• What is expected: Please report every line of the listing below that has the word "failed" in it.

• Exercise inputs:
##########
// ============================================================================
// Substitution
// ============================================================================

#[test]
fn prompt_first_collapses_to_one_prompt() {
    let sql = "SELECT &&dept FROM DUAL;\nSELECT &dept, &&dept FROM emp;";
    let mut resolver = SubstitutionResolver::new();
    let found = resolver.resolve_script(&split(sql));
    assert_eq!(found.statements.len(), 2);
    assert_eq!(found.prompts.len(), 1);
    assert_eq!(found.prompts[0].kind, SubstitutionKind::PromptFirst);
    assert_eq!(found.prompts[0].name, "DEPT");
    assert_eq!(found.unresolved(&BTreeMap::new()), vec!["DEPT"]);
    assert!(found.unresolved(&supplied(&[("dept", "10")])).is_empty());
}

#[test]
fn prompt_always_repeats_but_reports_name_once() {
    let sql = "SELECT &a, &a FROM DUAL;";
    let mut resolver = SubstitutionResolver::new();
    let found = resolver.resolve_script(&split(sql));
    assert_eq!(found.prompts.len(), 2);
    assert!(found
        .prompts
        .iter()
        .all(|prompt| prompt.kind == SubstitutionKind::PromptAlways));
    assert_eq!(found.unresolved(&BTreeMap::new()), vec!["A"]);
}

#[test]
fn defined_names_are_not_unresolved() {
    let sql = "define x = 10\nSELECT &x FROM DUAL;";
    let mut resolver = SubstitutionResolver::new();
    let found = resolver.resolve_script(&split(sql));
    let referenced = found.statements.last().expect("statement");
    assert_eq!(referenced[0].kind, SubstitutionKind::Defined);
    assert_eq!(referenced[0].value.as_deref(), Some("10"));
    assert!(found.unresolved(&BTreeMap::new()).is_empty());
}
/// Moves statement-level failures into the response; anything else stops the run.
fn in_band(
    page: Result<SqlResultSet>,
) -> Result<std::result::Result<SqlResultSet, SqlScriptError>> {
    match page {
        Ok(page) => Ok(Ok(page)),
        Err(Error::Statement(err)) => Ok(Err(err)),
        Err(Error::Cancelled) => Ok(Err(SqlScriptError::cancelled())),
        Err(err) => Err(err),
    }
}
##########
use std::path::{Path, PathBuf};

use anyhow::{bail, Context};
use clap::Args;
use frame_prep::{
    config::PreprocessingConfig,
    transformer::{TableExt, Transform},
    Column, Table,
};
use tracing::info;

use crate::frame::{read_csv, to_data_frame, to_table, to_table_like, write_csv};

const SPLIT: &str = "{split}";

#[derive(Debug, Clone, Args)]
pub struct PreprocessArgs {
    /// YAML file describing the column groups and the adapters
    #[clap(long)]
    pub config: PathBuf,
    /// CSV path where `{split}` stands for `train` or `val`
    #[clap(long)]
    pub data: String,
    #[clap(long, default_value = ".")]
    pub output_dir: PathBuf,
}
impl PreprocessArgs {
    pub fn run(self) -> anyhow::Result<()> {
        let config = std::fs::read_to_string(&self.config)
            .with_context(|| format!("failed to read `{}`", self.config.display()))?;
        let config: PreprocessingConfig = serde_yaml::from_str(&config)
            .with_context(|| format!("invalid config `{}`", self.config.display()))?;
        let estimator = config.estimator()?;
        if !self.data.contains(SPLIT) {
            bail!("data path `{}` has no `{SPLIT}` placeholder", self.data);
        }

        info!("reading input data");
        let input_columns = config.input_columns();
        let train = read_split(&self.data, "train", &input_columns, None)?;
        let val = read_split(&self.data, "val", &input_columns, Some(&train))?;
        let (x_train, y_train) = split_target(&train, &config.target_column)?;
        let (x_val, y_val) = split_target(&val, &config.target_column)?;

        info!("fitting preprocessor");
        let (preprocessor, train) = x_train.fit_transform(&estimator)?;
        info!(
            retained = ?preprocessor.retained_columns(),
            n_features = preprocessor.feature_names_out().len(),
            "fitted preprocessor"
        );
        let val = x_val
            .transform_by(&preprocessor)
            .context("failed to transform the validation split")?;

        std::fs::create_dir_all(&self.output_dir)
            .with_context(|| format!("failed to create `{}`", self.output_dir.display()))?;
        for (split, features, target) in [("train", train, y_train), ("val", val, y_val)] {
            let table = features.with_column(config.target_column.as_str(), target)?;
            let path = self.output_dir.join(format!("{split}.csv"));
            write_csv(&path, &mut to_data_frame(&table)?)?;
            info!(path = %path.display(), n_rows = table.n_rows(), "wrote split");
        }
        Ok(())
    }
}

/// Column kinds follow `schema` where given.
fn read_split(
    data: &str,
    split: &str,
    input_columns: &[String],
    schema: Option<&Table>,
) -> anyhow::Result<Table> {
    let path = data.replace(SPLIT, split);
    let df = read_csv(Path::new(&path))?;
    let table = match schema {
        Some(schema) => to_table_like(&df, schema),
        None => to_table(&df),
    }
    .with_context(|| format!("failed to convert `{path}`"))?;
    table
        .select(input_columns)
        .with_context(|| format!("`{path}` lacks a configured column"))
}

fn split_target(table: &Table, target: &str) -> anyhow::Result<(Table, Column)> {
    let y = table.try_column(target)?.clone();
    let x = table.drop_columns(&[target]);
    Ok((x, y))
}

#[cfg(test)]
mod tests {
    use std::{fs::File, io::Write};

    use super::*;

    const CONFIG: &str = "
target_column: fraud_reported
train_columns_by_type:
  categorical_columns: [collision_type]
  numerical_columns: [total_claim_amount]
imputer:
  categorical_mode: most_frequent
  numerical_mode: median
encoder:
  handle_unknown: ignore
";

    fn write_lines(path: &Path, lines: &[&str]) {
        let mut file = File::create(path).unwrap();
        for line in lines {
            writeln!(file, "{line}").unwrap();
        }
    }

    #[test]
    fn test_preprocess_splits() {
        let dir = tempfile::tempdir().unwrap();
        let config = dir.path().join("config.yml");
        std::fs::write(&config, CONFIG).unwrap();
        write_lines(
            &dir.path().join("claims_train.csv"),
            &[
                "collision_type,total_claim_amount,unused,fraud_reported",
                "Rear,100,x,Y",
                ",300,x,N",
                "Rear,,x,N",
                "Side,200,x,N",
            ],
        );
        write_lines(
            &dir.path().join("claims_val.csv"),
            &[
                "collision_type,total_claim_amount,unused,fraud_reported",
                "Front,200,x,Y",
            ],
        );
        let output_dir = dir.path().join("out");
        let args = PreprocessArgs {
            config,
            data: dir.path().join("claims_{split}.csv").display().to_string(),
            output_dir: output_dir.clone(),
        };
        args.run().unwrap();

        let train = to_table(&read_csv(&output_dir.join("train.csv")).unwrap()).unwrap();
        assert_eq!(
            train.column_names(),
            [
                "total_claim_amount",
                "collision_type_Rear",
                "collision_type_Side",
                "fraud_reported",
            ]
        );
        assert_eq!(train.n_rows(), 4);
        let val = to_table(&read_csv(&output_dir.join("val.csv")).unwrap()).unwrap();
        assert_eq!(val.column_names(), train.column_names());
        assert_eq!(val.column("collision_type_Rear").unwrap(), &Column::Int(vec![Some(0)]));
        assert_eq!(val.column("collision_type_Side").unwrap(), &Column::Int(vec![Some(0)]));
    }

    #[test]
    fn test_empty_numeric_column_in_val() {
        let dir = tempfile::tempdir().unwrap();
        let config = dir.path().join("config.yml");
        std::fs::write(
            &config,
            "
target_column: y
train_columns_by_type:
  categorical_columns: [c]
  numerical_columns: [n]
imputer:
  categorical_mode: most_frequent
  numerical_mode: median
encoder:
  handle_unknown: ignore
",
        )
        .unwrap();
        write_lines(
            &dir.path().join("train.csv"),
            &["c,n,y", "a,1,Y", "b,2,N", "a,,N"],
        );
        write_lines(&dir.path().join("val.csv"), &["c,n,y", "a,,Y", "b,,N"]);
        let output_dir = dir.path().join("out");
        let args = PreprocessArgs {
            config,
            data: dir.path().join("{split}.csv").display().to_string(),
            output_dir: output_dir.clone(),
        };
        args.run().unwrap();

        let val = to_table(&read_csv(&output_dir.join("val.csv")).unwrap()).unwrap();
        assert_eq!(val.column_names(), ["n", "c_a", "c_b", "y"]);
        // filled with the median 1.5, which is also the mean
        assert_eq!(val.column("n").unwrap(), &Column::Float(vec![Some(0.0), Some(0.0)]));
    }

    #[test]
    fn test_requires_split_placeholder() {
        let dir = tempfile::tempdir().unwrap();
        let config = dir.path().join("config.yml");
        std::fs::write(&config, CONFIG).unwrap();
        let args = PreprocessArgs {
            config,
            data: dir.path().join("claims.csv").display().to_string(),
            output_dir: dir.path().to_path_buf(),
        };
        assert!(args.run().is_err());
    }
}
##########
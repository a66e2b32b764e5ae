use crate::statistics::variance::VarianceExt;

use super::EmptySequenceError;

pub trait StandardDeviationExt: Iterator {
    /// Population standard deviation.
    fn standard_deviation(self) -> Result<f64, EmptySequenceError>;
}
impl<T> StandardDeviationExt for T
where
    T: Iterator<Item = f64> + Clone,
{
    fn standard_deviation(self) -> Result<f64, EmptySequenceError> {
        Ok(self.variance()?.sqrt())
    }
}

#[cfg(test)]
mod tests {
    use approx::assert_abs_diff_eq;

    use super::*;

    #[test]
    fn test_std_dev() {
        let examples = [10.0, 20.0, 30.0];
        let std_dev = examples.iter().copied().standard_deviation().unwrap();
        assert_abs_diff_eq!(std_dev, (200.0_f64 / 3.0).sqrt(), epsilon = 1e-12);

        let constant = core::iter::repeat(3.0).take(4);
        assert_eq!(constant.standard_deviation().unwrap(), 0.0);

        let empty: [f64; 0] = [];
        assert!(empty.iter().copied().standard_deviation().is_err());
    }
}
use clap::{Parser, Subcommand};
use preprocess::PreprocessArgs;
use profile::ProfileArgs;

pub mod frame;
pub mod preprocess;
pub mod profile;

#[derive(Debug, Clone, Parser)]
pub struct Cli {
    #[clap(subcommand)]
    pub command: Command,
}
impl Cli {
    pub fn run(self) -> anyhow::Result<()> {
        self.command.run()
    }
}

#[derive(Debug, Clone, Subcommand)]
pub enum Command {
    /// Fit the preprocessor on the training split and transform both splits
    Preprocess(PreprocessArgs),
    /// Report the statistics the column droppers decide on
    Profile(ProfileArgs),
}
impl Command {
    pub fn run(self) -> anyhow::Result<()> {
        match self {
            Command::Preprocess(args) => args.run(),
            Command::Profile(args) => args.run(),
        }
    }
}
##########
• Output of the task:
            .with_context(|| format!("failed to read `{}`", self.config.display()))?;
            .context("failed to transform the validation split")?;
            .with_context(|| format!("failed to create `{}`", self.output_dir.display()))?;
    .with_context(|| format!("failed to convert `{path}`"))?;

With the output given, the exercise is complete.